Brian J. N. Davis | A Metropolitan Guide

Repeated Shuffling

The first song I wrote on the piano was in 2018 --"The Hilltop Killers." After writing exclusively on the guitar for ten years, I spent about a year getting passably mediocre on the ivories (or the plastics, I guess) so that I could open an additional avenue by which to write songs.

Full disclosure, I don't like that song all that much. Lyrics are alright, melody isn't terrible, but it needs a chorus, or something to break up the stale dynamics, which remain mostly unchanged throughout. I think I was so anxious to complete my first song on the piano that I rushed it to the finish line. Not the most objectionable thing, I suppose, but I probably left a few points out on the field with that one.

The story gets brighter, however. Since, I have written "Werewolves," "The Lights of the Baker Bridge," "Phoenix Rising," "Whatever That Violin Sang," and "The Little Bird Shuffle" on the piano. To my ears, that is a much stronger batch of songs. I contend that it might be easier to write songs on the piano because the visual representation is so much more straightforward than on the guitar. It's easier to see how chords fit together, how melodies flow, and to have the ability to play both simultaneously. I am not a music theory savant by any stretch of the imagination, so my compositions are often created by a ton of trial and error. The straightforward visuals of the piano make that process easier to track.

Sometimes my compositions are like testing out every letter on a crossword puzzle and running a "check letter" each time to see if it's right until it is. You didn't really know the answer, but you ultimately got to it. Without the reservoir of musical knowledge to inherently know what should be working, or what might create something unique, I offer an educated guess to put me in the right ballpark, and then hopefully get a little lucky.

That isn't to say that it's a prospect of luck though. It's more to say that every song is like having a bunch of ingredients but not a formal recipe. As you combine different ingredients in varying quantities, you hope the final product tastes good. Over time, you develop some internal markers that suggest what's going to work, but ultimately have to try it out in action.
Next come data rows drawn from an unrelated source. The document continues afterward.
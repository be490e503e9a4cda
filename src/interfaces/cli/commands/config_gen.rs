//! Generate config command

use std::fs;
use std::path::Path;

use colored::Colorize;

use crate::config::StaticConfig;
use crate::interfaces::cli::CliError;

/// Print a sample configuration, or write it to `output_path`.
pub fn config_generate(output_path: Option<String>, force: bool) -> Result<(), CliError> {
    let sample = StaticConfig::sample_toml()?;

    let Some(path) = output_path else {
        print!("{}", sample);
        return Ok(());
    };

    if !force && Path::new(&path).exists() {
        return Err(CliError::CommandError(format!(
            "{} already exists (use --force to overwrite)",
            path
        )));
    }

    if let Some(parent) = Path::new(&path).parent() {
        if !parent.as_os_str().is_empty() {
            fs::create_dir_all(parent).map_err(|e| {
                CliError::CommandError(format!("Unable to create {}: {}", parent.display(), e))
            })?;
        }
    }

    fs::write(&path, sample).map_err(|e| {
        CliError::CommandError(format!("Unable to write configuration file: {}", e))
    })?;

    println!(
        "{} {}",
        "Configuration file generated successfully".green(),
        path.blue()
    );
    Ok(())
}
use std::collections::HashMap;

use async_trait::async_trait;
use parking_lot::RwLock;

use super::SlotBackend;
use crate::errors::Result;

/// Process-local slots; contents are lost on exit.
#[derive(Default)]
pub struct MemoryBackend {
    slots: RwLock<HashMap<String, String>>,
}

impl MemoryBackend {
    pub fn new() -> Self {
        Self::default()
    }
}

#[async_trait]
impl SlotBackend for MemoryBackend {
    async fn load(&self, key: &str) -> Result<Option<String>> {
        Ok(self.slots.read().get(key).cloned())
    }

    async fn save(&self, key: &str, value: &str) -> Result<()> {
        self.slots.write().insert(key.to_string(), value.to_string());
        Ok(())
    }

    fn backend_name(&self) -> &'static str {
        "memory"
    }
}
pub mod helpers;
pub mod redirect;
pub mod shorten;
pub mod stats;

pub use redirect::{RedirectService, redirect_routes};
pub use shorten::{ShortenService, shorten_routes};
pub use stats::{StatsRouteService, stats_routes};
//! Shortener service
//!
//! Turns a batch of submission requests into stored [`LinkRecord`]s. A batch
//! is validated as a whole first; any violation aborts it before anything is
//! written.

use std::sync::Arc;

use chrono::{DateTime, Duration, NaiveDate, SubsecRound, Utc};
use serde::{Deserialize, Serialize};
use tracing::{debug, info};

use crate::config::ShortenerConfig;
use crate::errors::{QuicklinkError, ValidationError, Violation};
use crate::storage::{LinkRecord, LinkStore};
use crate::utils::{generate_random_code, is_alphanumeric, is_valid_url};

// ============ Request DTOs ============

/// One link submission, as entered in the form.
#[derive(Debug, Clone, Default, PartialEq, Eq, Serialize, Deserialize)]
#[serde(rename_all = "camelCase")]
pub struct ShortenRequest {
    /// Target URL (required)
    pub long_url: String,
    /// Validity window in minutes, as typed
    #[serde(
        default,
        deserialize_with = "text_or_number",
        skip_serializing_if = "Option::is_none"
    )]
    pub validity: Option<String>,
    /// Custom short code
    #[serde(default, skip_serializing_if = "Option::is_none")]
    pub shortcode: Option<String>,
}

impl ShortenRequest {
    pub fn new<T: Into<String>>(long_url: T) -> Self {
        Self {
            long_url: long_url.into(),
            ..Self::default()
        }
    }

    pub fn with_validity<T: Into<String>>(mut self, validity: T) -> Self {
        self.validity = Some(validity.into());
        self
    }

    pub fn with_shortcode<T: Into<String>>(mut self, shortcode: T) -> Self {
        self.shortcode = Some(shortcode.into());
        self
    }
}

/// Accept `"30"` as well as `30` from JSON clients.
fn text_or_number<'de, D>(deserializer: D) -> Result<Option<String>, D::Error>
where
    D: serde::Deserializer<'de>,
{
    #[derive(Deserialize)]
    #[serde(untagged)]
    enum Raw {
        Text(String),
        Integer(i64),
        Float(f64),
    }

    Ok(Option::<Raw>::deserialize(deserializer)?.map(|raw| match raw {
        Raw::Text(text) => text,
        Raw::Integer(n) => n.to_string(),
        // keeps the fraction (`30.0`) so floats never pass as whole minutes
        Raw::Float(f) => format!("{:?}", f),
    }))
}

/// Blank validity fields count as "not supplied".
fn present(field: &Option<String>) -> Option<&str> {
    field.as_deref().map(str::trim).filter(|s| !s.is_empty())
}

/// A custom shortcode is used verbatim; only an empty one counts as absent.
fn supplied_shortcode(field: &Option<String>) -> Option<&str> {
    field.as_deref().filter(|s| !s.is_empty())
}

fn parse_validity(raw: &str) -> Option<u32> {
    raw.parse::<u32>().ok().filter(|minutes| *minutes > 0)
}

/// Latest expiry the slot can hold: past year 9999 RFC 3339 needs a signed
/// year that cannot be read back.
fn latest_expiry() -> DateTime<Utc> {
    NaiveDate::from_ymd_opt(9999, 12, 31)
        .and_then(|day| day.and_hms_milli_opt(23, 59, 59, 999))
        .map(|t| t.and_utc())
        .unwrap_or(DateTime::<Utc>::MAX_UTC)
}

/// Expiry for `minutes` after `created_at`, if it stays within the storable range.
fn expiry_after(created_at: DateTime<Utc>, minutes: u32) -> Option<DateTime<Utc>> {
    created_at
        .checked_add_signed(Duration::minutes(i64::from(minutes)))
        .filter(|expiry| *expiry <= latest_expiry())
}

// ============ Code generation ============

/// Source of short codes for requests that do not bring their own.
pub trait CodeGenerator: Send + Sync {
    fn generate(&self) -> String;
}

/// Random base-36 codes of a fixed length.
pub struct RandomCodeGenerator {
    length: usize,
}

impl RandomCodeGenerator {
    pub fn new(length: usize) -> Self {
        Self { length }
    }
}

impl Default for RandomCodeGenerator {
    fn default() -> Self {
        Self::new(6)
    }
}

impl CodeGenerator for RandomCodeGenerator {
    fn generate(&self) -> String {
        generate_random_code(self.length)
    }
}

// ============ ShortenerService ============

#[derive(Debug, Clone)]
pub struct ShortenerSettings {
    pub base_url: String,
    pub default_validity_minutes: u32,
    pub max_batch_size: usize,
}

impl ShortenerSettings {
    pub fn from_config(config: &ShortenerConfig) -> Self {
        Self {
            base_url: config.base_url.clone(),
            default_validity_minutes: config.default_validity_minutes,
            max_batch_size: config.max_batch_size,
        }
    }
}

impl Default for ShortenerSettings {
    fn default() -> Self {
        Self::from_config(&ShortenerConfig::default())
    }
}

pub struct ShortenerService {
    store: Arc<LinkStore>,
    generator: Arc<dyn CodeGenerator>,
    settings: ShortenerSettings,
}

impl ShortenerService {
    pub fn new(
        store: Arc<LinkStore>,
        generator: Arc<dyn CodeGenerator>,
        settings: ShortenerSettings,
    ) -> Self {
        Self {
            store,
            generator,
            settings,
        }
    }

    pub fn settings(&self) -> &ShortenerSettings {
        &self.settings
    }

    /// Check every request of the batch and report all violations together.
    pub fn validate(&self, requests: &[ShortenRequest]) -> Result<(), ValidationError> {
        self.validate_at(requests, Utc::now().trunc_subsecs(3))
    }

    /// Same as [`validate`](Self::validate) for a batch created at `created_at`.
    ///
    /// A validity whose expiry would fall after 9999-12-31 is a violation.
    pub fn validate_at(
        &self,
        requests: &[ShortenRequest],
        created_at: DateTime<Utc>,
    ) -> Result<(), ValidationError> {
        let mut violations = Vec::new();

        if requests.is_empty() || requests.len() > self.settings.max_batch_size {
            violations.push(Violation::BatchSize {
                len: requests.len(),
                max: self.settings.max_batch_size,
            });
        }

        for (i, request) in requests.iter().enumerate() {
            let index = i + 1;

            if !is_valid_url(request.long_url.trim()) {
                violations.push(Violation::InvalidUrl { index });
            }
            if let Some(code) = supplied_shortcode(&request.shortcode) {
                if !is_alphanumeric(code) {
                    violations.push(Violation::InvalidShortcode { index });
                }
            }
            if let Some(validity) = present(&request.validity) {
                let storable = parse_validity(validity)
                    .and_then(|minutes| expiry_after(created_at, minutes))
                    .is_some();
                if !storable {
                    violations.push(Violation::InvalidValidity { index });
                }
            }
        }

        if violations.is_empty() {
            Ok(())
        } else {
            Err(ValidationError::new(violations))
        }
    }

    /// Shorten a batch, stamping records with the current time.
    pub async fn shorten(
        &self,
        requests: &[ShortenRequest],
    ) -> Result<Vec<LinkRecord>, QuicklinkError> {
        self.shorten_at(requests, Utc::now()).await
    }

    /// Shorten a batch created at `now`.
    ///
    /// Returns the new records in request order.
    pub async fn shorten_at(
        &self,
        requests: &[ShortenRequest],
        now: DateTime<Utc>,
    ) -> Result<Vec<LinkRecord>, QuicklinkError> {
        // the slot keeps millisecond precision
        let created_at = now.trunc_subsecs(3);
        self.validate_at(requests, created_at)?;
        let base = self.settings.base_url.trim_end_matches('/');

        let mut records = Vec::with_capacity(requests.len());
        for request in requests {
            let shortcode = supplied_shortcode(&request.shortcode)
                .map(str::to_string)
                .unwrap_or_else(|| self.generator.generate());
            let minutes = present(&request.validity)
                .and_then(parse_validity)
                .unwrap_or(self.settings.default_validity_minutes);
            let expiry = expiry_after(created_at, minutes).ok_or_else(|| {
                QuicklinkError::config(format!(
                    "shortener.default_validity_minutes ({}) puts the expiry past 9999-12-31",
                    minutes
                ))
            })?;

            debug!("Assigned shortcode {} ({} min)", shortcode, minutes);
            records.push(LinkRecord::new(
                request.long_url.trim().to_string(),
                format!("{}/{}", base, shortcode),
                expiry,
            ));
        }

        self.store.append_all(&records).await?;

        info!(
            count = records.len(),
            codes = ?records.iter().map(LinkRecord::shortcode).collect::<Vec<_>>(),
            "Shortening requested"
        );
        Ok(records)
    }
}
//! Mode routing
//!
//! This module provides unified entry points for the execution modes:
//! - Server mode (HTTP server)
//! - CLI mode (Command-line interface)

#[cfg(feature = "server")]
pub mod server;

#[cfg(feature = "cli")]
pub mod cli;

#[cfg(feature = "server")]
pub use server::{build_app, run_server};

#[cfg(feature = "cli")]
pub use cli::run_cli;

use crate::cli::Commands;

/// Mode detection result
#[derive(Debug, PartialEq)]
pub enum Mode {
    #[cfg(feature = "server")]
    Server,
    #[cfg(feature = "cli")]
    Cli,
    Unknown,
}

/// Decide which mode runs for the parsed subcommand
///
/// No subcommand or `serve` starts the server; anything else is a CLI command.
pub fn detect_mode(command: Option<&Commands>) -> Mode {
    match command {
        None | Some(Commands::Serve) => {
            #[cfg(feature = "server")]
            return Mode::Server;
            #[cfg(not(feature = "server"))]
            return Mode::Unknown;
        }
        Some(_) => {
            #[cfg(feature = "cli")]
            return Mode::Cli;
            #[cfg(not(feature = "cli"))]
            return Mode::Unknown;
        }
    }
}
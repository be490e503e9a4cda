//! Input predicates for submitted links
//!
//! Structural checks only: nothing here touches the network.

use url::Url;

/// Whether `candidate` is an absolute URL with a scheme and an authority.
///
/// `mailto:` style URLs parse but carry no host, so they are rejected.
pub fn is_valid_url(candidate: &str) -> bool {
    match Url::parse(candidate) {
        Ok(url) => url.host_str().is_some_and(|host| !host.is_empty()),
        Err(_) => false,
    }
}

/// Whether `candidate` is a non-empty run of ASCII letters and digits.
pub fn is_alphanumeric(candidate: &str) -> bool {
    !candidate.is_empty() && candidate.chars().all(|c| c.is_ascii_alphanumeric())
}
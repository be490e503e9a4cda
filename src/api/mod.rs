//! HTTP surface

pub mod services;
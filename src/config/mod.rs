mod r#impl;
mod structs;

pub use r#impl::{get_config, init_config};
pub use structs::*;
use std::sync::Arc;

use tracing::info;

use crate::config::StorageConfig;
use crate::errors::{QuicklinkError, Result};

pub mod backend;
pub mod link_store;
pub mod models;

pub use backend::{FileBackend, MemoryBackend, SlotBackend};
pub use link_store::{LINKS_SLOT_KEY, LinkStore};
pub use models::LinkRecord;

pub struct StorageFactory;

impl StorageFactory {
    /// Build the slot backend named by `storage.backend`.
    pub fn create(config: &StorageConfig) -> Result<Arc<dyn SlotBackend>> {
        let backend: Arc<dyn SlotBackend> = match config.backend.as_str() {
            "file" => Arc::new(FileBackend::new(&config.data_dir)),
            "memory" => Arc::new(MemoryBackend::new()),
            other => {
                return Err(QuicklinkError::storage_backend_not_found(format!(
                    "Unknown storage backend '{}'. Supported: file, memory",
                    other
                )));
            }
        };

        info!("Using storage backend: {}", backend.backend_name());
        Ok(backend)
    }
}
Here, Luck is a stand-in for the unknown synthesis, how something mysteriously does, or doesn't, come together in a given instance. So, while I might sound slightly critical of my process, the takeaway is that I, or any songwriter, gets the credit because they showed up to the kitchen that day and started playing around.

"The Little Bird Shuffle" is unique among that group because it is the only song that I have written on the piano, but then recorded on the guitar. The move was driven more by my keyboard's recording limitations than by preferring the guitar to the piano. The piano version --of which I have a demo that perhaps I'll share at some point-- has a vibe that I don't think I was fully able to recapture on the guitar, but had the song sounding a bit muddy, even before adding the violin and bass. I could see the piano rendition becoming the live standard, should I ever move back into that arena.

Hearing "Little Bird" in both arrangements makes it apparent to me that I would not have been able to write the same song on the guitar --the chorus in particular-- which echoes the earlier sentiments of the piano being easier to build melody on. I haven't always been the most intentional when crafting melody, inasmuch as I don't painstakingly build it one note at a time. Usually I start to hum, add in a little movement, and build from there.

But not on "Little Bird." The verses, yes, were more of the hum-and-add exercise, but the melody of the chorus was built note by note. While it may or may not be a great melody, I love it, because I was making conscious, intelligent decisions as I went. That chorus melody feels like a well-built building --something my melodies can't always lay claim to. It might be a strip mall, or it might be a skyscraper, but either way it's not going to fall over.

The song itself is a pretty big curiosity to me at this juncture. I can hear some road imagery, which is no doubt influenced by my blood courier job, but after that I'm not so sure. There is that familiar element of ostracization that is often present in my music, but there definitely exists some antagonism in this one. The difference is here there is a form of warning rather than chastisement. "Train City" talks around a lack of ownership, where "Little Bird Shuffle" seems to center around "You can do this if you want, but just so you know, it's going to be ugly":

Hey, little bird, see the blood upon the road? It isn't yours, it could be yours, it might be yours tomorrow.

Other than that exposition, the song is just a twisted menagerie of imagery (playing cards, coyotes and chickens, stardust lighting the roads, skyrocketing rents, phoenix ashes, etc.) that I don't really know what to do with. But I've also come to understand that what a song offers is often (always?) beyond its perceived subject matter. And that might mean a theme, or a place, or even just a feeling. "The Little Bird Shuffle" feels pointed, but in that pointed-ness feels confident, perhaps even defiant. Regardless of where it settles for me or anyone else, it doesn't have the sound of someone who is done asking the questions, just busy shuffling them around until it feels right.